X線自由電子レーザーは、世界で最も先進的な光源の一つです。現在、国際的なX線自由電子レーザーのほとんどは、自己増幅自然放出機構(SASE)に基づいています。SASEは非常に高いピーク輝度とフェムトレベルの超短パルス幅などの優れた性能を備えていますが、SASEはノイズによって振動し、放射パルスのコヒーレンスと安定性が高くなく、X線帯域の「レーザー」とは言えません。国際的な自由電子レーザー分野における最も重要な開発方向の一つは、従来のレーザー品質で完全にコヒーレントなX線放射を生成することであり、その重要な方法の一つが、外部シード自由電子レーザー動作機構を使用することです。外部シード自由電子レーザーの放射はシードレーザーの特性を受け継ぎ、完全なコヒーレンス、位相制御、外部ポンプレーザーとの正確な同期などの優れた特性を備えています。しかし、シードレーザーの波長とパルス幅の制限により、外部シード自由電子レーザーの短波長範囲とパルス長調整範囲は制限されます。外部シード自由電子レーザーの短波長領域をさらに拡大するために、近年、エコー高調波発生などの新しい自由電子レーザー動作モードが世界中で精力的に開発されている。

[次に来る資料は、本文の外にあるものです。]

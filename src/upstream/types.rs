//! Shared types for upstream connections.
//!
//! JSON-RPC 2.0 message types, MCP protocol structures, and the
//! `UpstreamServerSpec` supplied by the configuration layer.

use std::collections::HashMap;

use serde::{Deserialize, Serialize};

/// MCP protocol revision sent in `initialize`.
pub const PROTOCOL_VERSION: &str = "2025-03-26";

// ─── Server Spec ─────────────────────────────────────────────────────────────

/// How the hub reaches an upstream server.
#[derive(Debug, Clone, Copy, PartialEq, Eq, Hash, Serialize, Deserialize)]
#[serde(rename_all = "snake_case")]
pub enum TransportKind {
    /// Spawned local process speaking newline-delimited JSON-RPC on stdio.
    Stdio,
    /// Legacy HTTP+SSE: GET an event stream, POST to the announced endpoint.
    Sse,
    /// Streamable HTTP: POST per message, JSON or SSE response bodies.
    #[serde(alias = "http", alias = "streamable-http")]
    StreamableHttp,
}

impl std::fmt::Display for TransportKind {
    fn fmt(&self, f: &mut std::fmt::Formatter<'_>) -> std::fmt::Result {
        let s = match self {
            TransportKind::Stdio => "stdio",
            TransportKind::Sse => "sse",
            TransportKind::StreamableHttp => "streamable_http",
        };
        f.write_str(s)
    }
}

/// Definition of one upstream server, owned by the configuration layer.
///
/// Immutable once a connection is established from it: any change tears the
/// connection down and builds a new one.
#[derive(Debug, Clone, PartialEq, Serialize, Deserialize)]
pub struct UpstreamServerSpec {
    pub name: String,
    #[serde(default = "default_transport")]
    pub transport: TransportKind,
    #[serde(default, skip_serializing_if = "Option::is_none")]
    pub command: Option<String>,
    #[serde(default, skip_serializing_if = "Vec::is_empty")]
    pub args: Vec<String>,
    #[serde(default, skip_serializing_if = "HashMap::is_empty")]
    pub env: HashMap<String, String>,
    /// Working directory for spawned processes.
    #[serde(default, skip_serializing_if = "Option::is_none")]
    pub cwd: Option<String>,
    #[serde(default, skip_serializing_if = "Option::is_none")]
    pub url: Option<String>,
    /// Extra HTTP headers for network transports.
    #[serde(default, skip_serializing_if = "HashMap::is_empty")]
    pub headers: HashMap<String, String>,
    #[serde(default = "default_enabled")]
    pub enabled: bool,
    #[serde(default = "default_owner")]
    pub owner: String,
}

fn default_transport() -> TransportKind {
    TransportKind::Stdio
}

fn default_enabled() -> bool {
    true
}

/// Owner assigned to servers and groups that do not name one.
pub const DEFAULT_OWNER: &str = "admin";

fn default_owner() -> String {
    DEFAULT_OWNER.to_string()
}

impl UpstreamServerSpec {
    /// A stdio spec with defaults for everything else.
    pub fn stdio(name: &str, command: &str, args: &[&str]) -> Self {
        Self {
            name: name.to_string(),
            transport: TransportKind::Stdio,
            command: Some(command.to_string()),
            args: args.iter().map(|a| a.to_string()).collect(),
            env: HashMap::new(),
            cwd: None,
            url: None,
            headers: HashMap::new(),
            enabled: true,
            owner: default_owner(),
        }
    }

    /// A network spec (SSE or streamable HTTP) with defaults for everything else.
    pub fn remote(name: &str, transport: TransportKind, url: &str) -> Self {
        Self {
            name: name.to_string(),
            transport,
            command: None,
            args: Vec::new(),
            env: HashMap::new(),
            cwd: None,
            url: Some(url.to_string()),
            headers: HashMap::new(),
            enabled: true,
            owner: default_owner(),
        }
    }
}

// ─── JSON-RPC 2.0 ───────────────────────────────────────────────────────────

/// JSON-RPC 2.0 request message.
#[derive(Debug, Clone, Serialize)]
pub struct JsonRpcRequest {
    pub jsonrpc: String,
    pub id: u64,
    pub method: String,
    #[serde(skip_serializing_if = "Option::is_none")]
    pub params: Option<serde_json::Value>,
}

impl JsonRpcRequest {
    /// Create a new JSON-RPC request.
    pub fn new(id: u64, method: &str, params: Option<serde_json::Value>) -> Self {
        Self {
            jsonrpc: "2.0".to_string(),
            id,
            method: method.to_string(),
            params,
        }
    }
}

/// JSON-RPC 2.0 response message (success or error).
#[derive(Debug, Clone, Deserialize)]
pub struct JsonRpcResponse {
    pub id: u64,
    #[serde(default)]
    pub result: Option<serde_json::Value>,
    #[serde(default)]
    pub error: Option<JsonRpcError>,
}

/// JSON-RPC 2.0 error object.
#[derive(Debug, Clone, Deserialize)]
pub struct JsonRpcError {
    pub code: i32,
    pub message: String,
    #[serde(default)]
    pub data: Option<serde_json::Value>,
}

/// A server-initiated notification, delivered apart from call/response pairs.
#[derive(Debug, Clone, PartialEq)]
pub struct ServerNotification {
    pub method: String,
    pub params: Option<serde_json::Value>,
}

impl ServerNotification {
    /// Whether this notification announces a change to a capability list.
    pub fn is_list_changed(&self) -> bool {
        matches!(
            self.method.as_str(),
            methods::TOOLS_LIST_CHANGED
                | methods::PROMPTS_LIST_CHANGED
                | methods::RESOURCES_LIST_CHANGED
        )
    }
}

/// MCP method names used by the hub.
pub mod methods {
    pub const INITIALIZE: &str = "initialize";
    pub const INITIALIZED: &str = "notifications/initialized";
    pub const PING: &str = "ping";
    pub const TOOLS_LIST: &str = "tools/list";
    pub const TOOLS_CALL: &str = "tools/call";
    pub const PROMPTS_LIST: &str = "prompts/list";
    pub const PROMPTS_GET: &str = "prompts/get";
    pub const RESOURCES_LIST: &str = "resources/list";
    pub const RESOURCES_READ: &str = "resources/read";
    pub const TOOLS_LIST_CHANGED: &str = "notifications/tools/list_changed";
    pub const PROMPTS_LIST_CHANGED: &str = "notifications/prompts/list_changed";
    pub const RESOURCES_LIST_CHANGED: &str = "notifications/resources/list_changed";
}

// ─── MCP Protocol Types ──────────────────────────────────────────────────────

/// Tool definition as returned by `tools/list`.
#[derive(Debug, Clone, PartialEq, Serialize, Deserialize)]
pub struct ToolDefinition {
    pub name: String,
    #[serde(default)]
    pub description: Option<String>,
    #[serde(default, alias = "inputSchema")]
    pub input_schema: serde_json::Value,
}

/// Prompt definition as returned by `prompts/list`.
#[derive(Debug, Clone, PartialEq, Serialize, Deserialize)]
pub struct PromptDefinition {
    pub name: String,
    #[serde(default)]
    pub description: Option<String>,
    #[serde(default)]
    pub arguments: serde_json::Value,
}

/// Resource definition as returned by `resources/list`.
#[derive(Debug, Clone, PartialEq, Serialize, Deserialize)]
pub struct ResourceDefinition {
    pub uri: String,
    #[serde(default)]
    pub name: Option<String>,
    #[serde(default)]
    pub description: Option<String>,
    #[serde(default, alias = "mimeType")]
    pub mime_type: Option<String>,
}

/// Everything a server declared during discovery.
#[derive(Debug, Clone, Default, PartialEq)]
pub struct DiscoveredCapabilities {
    pub tools: Vec<ToolDefinition>,
    pub prompts: Vec<PromptDefinition>,
    pub resources: Vec<ResourceDefinition>,
}

impl DiscoveredCapabilities {
    /// Total number of declared capabilities.
    pub fn len(&self) -> usize {
        self.tools.len() + self.prompts.len() + self.resources.len()
    }

    /// Whether the server declared nothing.
    pub fn is_empty(&self) -> bool {
        self.len() == 0
    }
}

/// MCP initialize response payload.
#[derive(Debug, Clone, Default, Deserialize)]
pub struct InitializeResult {
    #[serde(default, alias = "protocolVersion")]
    pub protocol_version: Option<String>,
    #[serde(default)]
    pub capabilities: serde_json::Value,
    #[serde(default, alias = "serverInfo")]
    pub server_info: Option<ServerInfo>,
    #[serde(default)]
    pub instructions: Option<String>,
}

impl InitializeResult {
    /// Whether the server advertises a capability area (`tools`, `prompts`, `resources`).
    ///
    /// Servers that send no capability object at all are probed for tools only.
    pub fn advertises(&self, area: &str) -> bool {
        match self.capabilities.as_object() {
            Some(caps) if !caps.is_empty() => caps.contains_key(area),
            _ => area == "tools",
        }
    }
}

/// Server info returned in the initialize response.
#[derive(Debug, Clone, Deserialize)]
pub struct ServerInfo {
    pub name: Option<String>,
    pub version: Option<String>,
}

// ─── Standard MCP Error Codes ────────────────────────────────────────────────

/// Well-known JSON-RPC error codes.
pub mod error_codes {
    /// The method does not exist or is not available.
    pub const METHOD_NOT_FOUND: i32 = -32601;
    /// Invalid method parameters.
    pub const INVALID_PARAMS: i32 = -32602;
    /// Internal JSON-RPC error.
    pub const INTERNAL_ERROR: i32 = -32603;
}

// ─── Tests ───────────────────────────────────────────────────────────────────

#[cfg(test)]
mod tests {
    use super::*;

    #[test]
    fn test_json_rpc_request_serialization() {
        let req = JsonRpcRequest::new(1, "initialize", None);
        let json = serde_json::to_string(&req).unwrap();
        assert!(json.contains("\"jsonrpc\":\"2.0\""));
        assert!(json.contains("\"id\":1"));
        assert!(json.contains("\"method\":\"initialize\""));
        assert!(!json.contains("params"));
    }

    #[test]
    fn test_json_rpc_error_response() {
        let json = r#"{
            "jsonrpc": "2.0",
            "id": 2,
            "error": {"code": -32601, "message": "Method not found"}
        }"#;
        let resp: JsonRpcResponse = serde_json::from_str(json).unwrap();
        assert!(resp.result.is_none());
        assert_eq!(resp.error.unwrap().code, error_codes::METHOD_NOT_FOUND);
    }

    #[test]
    fn test_spec_defaults_from_yaml() {
        let yaml = r#"
            name: fs
            command: npx
            args: ["-y", "server-filesystem"]
        "#;
        let spec: UpstreamServerSpec = serde_yaml::from_str(yaml).unwrap();
        assert_eq!(spec.transport, TransportKind::Stdio);
        assert!(spec.enabled);
        assert_eq!(spec.owner, DEFAULT_OWNER);
        assert_eq!(spec.args.len(), 2);
    }

    #[test]
    fn test_transport_kind_aliases() {
        let kind: TransportKind = serde_yaml::from_str("streamable-http").unwrap();
        assert_eq!(kind, TransportKind::StreamableHttp);
        let kind: TransportKind = serde_yaml::from_str("sse").unwrap();
        assert_eq!(kind, TransportKind::Sse);
    }

    #[test]
    fn test_tool_definition_accepts_camel_case_schema() {
        let json = r#"{"name": "read", "inputSchema": {"type": "object"}}"#;
        let tool: ToolDefinition = serde_json::from_str(json).unwrap();
        assert_eq!(tool.input_schema["type"], "object");
        assert!(tool.description.is_none());
    }

    #[test]
    fn test_advertises_capability_areas() {
        let init: InitializeResult = serde_json::from_value(serde_json::json!({
            "capabilities": {"tools": {}, "prompts": {"listChanged": true}}
        }))
        .unwrap();
        assert!(init.advertises("tools"));
        assert!(init.advertises("prompts"));
        assert!(!init.advertises("resources"));

        let bare = InitializeResult::default();
        assert!(bare.advertises("tools"));
        assert!(!bare.advertises("prompts"));
    }

    #[test]
    fn test_list_changed_notifications() {
        let n = ServerNotification {
            method: methods::TOOLS_LIST_CHANGED.into(),
            params: None,
        };
        assert!(n.is_list_changed());
        let other = ServerNotification {
            method: "notifications/message".into(),
            params: None,
        };
        assert!(!other.is_list_changed());
    }
}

外部シード自由電子レーザーは、中国で高利得自由電子レーザーを開発するための主要な技術ルートの1つです。現在、中国にある4つの高利得自由電子レーザー装置はすべて外部シード動作モードを採用しています。上海深紫外自由電子レーザー施設と上海軟X線自由電子レーザー施設を基に、科学者たちは国際初となるエコー型自由電子レーザー光増幅と極端紫外エコー型自由電子レーザー飽和増幅を相次いで実現しました。外部シード自由電子レーザーを短波長域にさらに拡大するために、研究チームはエコー高調波カスケードを備えた完全コヒーレント自由電子レーザーの新しいメカニズムを独自に提案し、上海軟X線自由電子レーザー装置がこれを基本スキームとして採用し、軟X線帯域で原理検証から光増幅までの全プロセスを完了しました。研究結果によると、従来の外部シード型ランニング機構と比較して、この機構は非常に優れたスペクトル特性を有しており、研究者らが独自に開発した超高速X線パルス診断技術(https://doi.org/10.1016/j.fmre.2022.01.027)を採用することで、パルス長制御と超高速パルス生成におけるこの新しい機構の優れた性能がさらに検証されました。関連する研究結果は、サブナノメートル帯における完全コヒーレント自由電子レーザー生成のための実現可能な技術的道筋を示し、X線非線形光学および超高速物理化学の分野にとって理想的な研究ツールとなるでしょう。

微信图片_20231008171859
エコー高調波カスケード自由電子レーザーは優れたスペクトル性能を有しています。左の画像は従来のカスケードモード、右の画像はエコー高調波カスケードモードです。

微信图片_20231008172105
エコー高調波カスケードにより、X線パルス長の調整と超高速パルスの生成が実現できる。